Lesson 4.4: Box Plots and Comparing Distributions

Introduction

Welcome to Lesson 4.4 of Foundation Statistics! 🎉 In this lesson, we're going to explore box plots and how they can help us compare different distributions of data. By the end of this lesson, you will be able to:

Understand the five-number summary and construct a box-and-whisker plot.
Identify and mark outliers on a box plot.
Compare two or more groups using parallel box plots.
Write clear comparisons of center, spread, and shape for different data sets.
Use the terminology associated with box plots effectively.

Imagine you have two different classes, and you want to compare their test scores. How would you determine which class performed better? Box plots can visually help you analyze this! 📊 Let's dive into the world of box plots.

The Five-Number Summary and Constructing Box-and-Whisker Plots

A box-and-whisker plot (or box plot) is a great way to summarize a set of data values. It displays the five-number summary, which consists of:

Minimum value
First quartile (Q1): the median of the lower half of the data
Median (Q2): the middle value of the data
Third quartile (Q3): the median of the upper half of the data
Maximum value

Imagine we have the following set of test scores from a class:

| Scores |

|--------|

| 55 |

| 60 |

| 61 |

| 62 |

| 68 |

| 70 |

| 74 |

| 80 |

| 90 |

Let's calculate the five-number summary:

Minimum: $55$
Q1: $61$ (Median of 55, 60, 61, 62, 68)
Median (Q2): $68$
Q3: $74$ (Median of 70, 70, 74, 80, 90)
Maximum: $90$

Now, we can construct the box plot. First, draw a number line that includes the range of your data. Then:

Find and mark the minimum and maximum values.
Draw a box from Q1 to Q3, and mark the median inside the box.
Extend "whiskers" from the box to the minimum and maximum values to complete it.

This box plot clearly shows us where most of the scores lie, giving us insights about the distribution of scores. 📈

Marking Outliers on a Box Plot

Outliers are data points that are significantly different from other observations. In box plots, we can identify outliers by using the interquartile range (IQR), which is calculated as:

$$ IQR = Q3 - Q1 $$

We define an outlier as any point that is:

Lower than $Q1 - 1.5 \cdot IQR$ or
Higher than $Q3 + 1.5 \cdot IQR$

Let’s continue with our previous example:

We found $Q1 = 61$, $Q3 = 74$, and now we calculate $IQR$:

$$ IQR = 74 - 61 = 13 $$

Now, let's figure out the outlier boundaries:

Lower Boundary: $61 - 1.5 \cdot 13 = 61 - 19.5 = 41.5$
Upper Boundary: $74 + 1.5 \cdot 13 = 74 + 19.5 = 93.5$

Since all our test scores fall between $55$ and $90$, we have no outliers in this dataset. However, if we had a score of $95$, it would be considered an outlier and would be marked on the box plot as a distinct point. ⚠️

Comparing Two or More Groups with Parallel Box Plots

When we have multiple groups of data, box plots can help us compare them side by side.

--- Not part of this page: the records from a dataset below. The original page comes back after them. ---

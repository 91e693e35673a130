// Environment variable loading

use crate::{ConfigError, Result};
use serde_json::Value;
use std::collections::HashMap;
use std::env;

/// Environment variable loader
///
/// `COURIER_DISPATCHER__ENABLE_LOGGING=false` with prefix `COURIER` becomes
/// the key `dispatcher.enable_logging` with the boolean value `false`. A
/// double underscore separates sections.
pub struct EnvLoader {
    prefix: Option<String>,
}

impl EnvLoader {
    pub fn new(prefix: Option<String>) -> Self {
        Self { prefix }
    }

    /// Load matching variables from the process environment
    pub fn load(&self) -> Result<HashMap<String, Value>> {
        Ok(self.load_from(env::vars()))
    }

    /// Load matching variables from an explicit list
    pub fn load_from<I>(&self, vars: I) -> HashMap<String, Value>
    where
        I: IntoIterator<Item = (String, String)>,
    {
        vars.into_iter()
            .filter_map(|(key, value)| self.config_key(&key).map(|key| (key, coerce(&value))))
            .collect()
    }

    fn config_key(&self, var: &str) -> Option<String> {
        let stripped = match &self.prefix {
            Some(prefix) => var.strip_prefix(prefix.as_str())?.strip_prefix('_')?,
            None => var,
        };

        if stripped.is_empty() {
            return None;
        }

        Some(stripped.to_lowercase().replace("__", "."))
    }

    /// Load a specific environment variable
    pub fn load_var(&self, key: &str) -> Result<String> {
        let full_key = match &self.prefix {
            Some(prefix) => format!("{}_{}", prefix, key.to_uppercase()),
            None => key.to_uppercase(),
        };

        env::var(&full_key).map_err(|_| ConfigError::KeyNotFound(full_key))
    }

    /// Load with default value
    pub fn load_var_or(&self, key: &str, default: &str) -> String {
        self.load_var(key).unwrap_or_else(|_| default.to_string())
    }
}

impl Default for EnvLoader {
    fn default() -> Self {
        Self::new(None)
    }
}

// Booleans and numbers become typed values, everything else stays a string.
fn coerce(raw: &str) -> Value {
    let trimmed = raw.trim();
    if trimmed.eq_ignore_ascii_case("true") {
        return Value::Bool(true);
    }
    if trimmed.eq_ignore_ascii_case("false") {
        return Value::Bool(false);
    }
    if let Ok(int) = trimmed.parse::<i64>() {
        return Value::from(int);
    }
    if let Ok(float) = trimmed.parse::<f64>() {
        return Value::from(float);
    }
    Value::String(raw.to_string())
}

Let's look at another example:

Class A test scores: $55, 60, 62, 68, 70, 74, 80, 90
Class B test scores: $50, 65, 70, 75, 80, 85, 92, 95

To compare the two classes:

Calculate the five-number summary for both classes.
Construct box plots for both classes on the same graph.
Analyze the differences in shape, center, and spread.

Here's how we can summarize our findings:

Center: The median of Class A is approximately $70$, while Class B’s is around $80$.
Spread: Class A has scores ranging from $55$ to $90$, whereas Class B's scores range from $50$ to $95$.
Shape: Observing the lengths of the whiskers and the box sizes will indicate how data is spread out.

From this comparison, we can say which class performed better or which had more variability in their scores! 🔍

Conclusion

In this lesson, we explored box plots and their importance in understanding distributions. We learned how to construct them from the five-number summary and identify outliers. Plus, we discovered how to compare multiple groups visually! Box plots are a powerful tool that can help you in analyzing data effectively.

Study Notes

Box plots summarize data using a five-number summary: minimum, Q1, median, Q3, and maximum.
The interquartile range (IQR) is crucial for finding and marking outliers in a dataset.
Parallel box plots allow for easy comparison between multiple groups.
When comparing distributions, consider center (median), spread (range and IQR), and shape (box and whisker length).
Familiarize yourself with the terminology: minimum, quartiles, median, outliers, and box plots.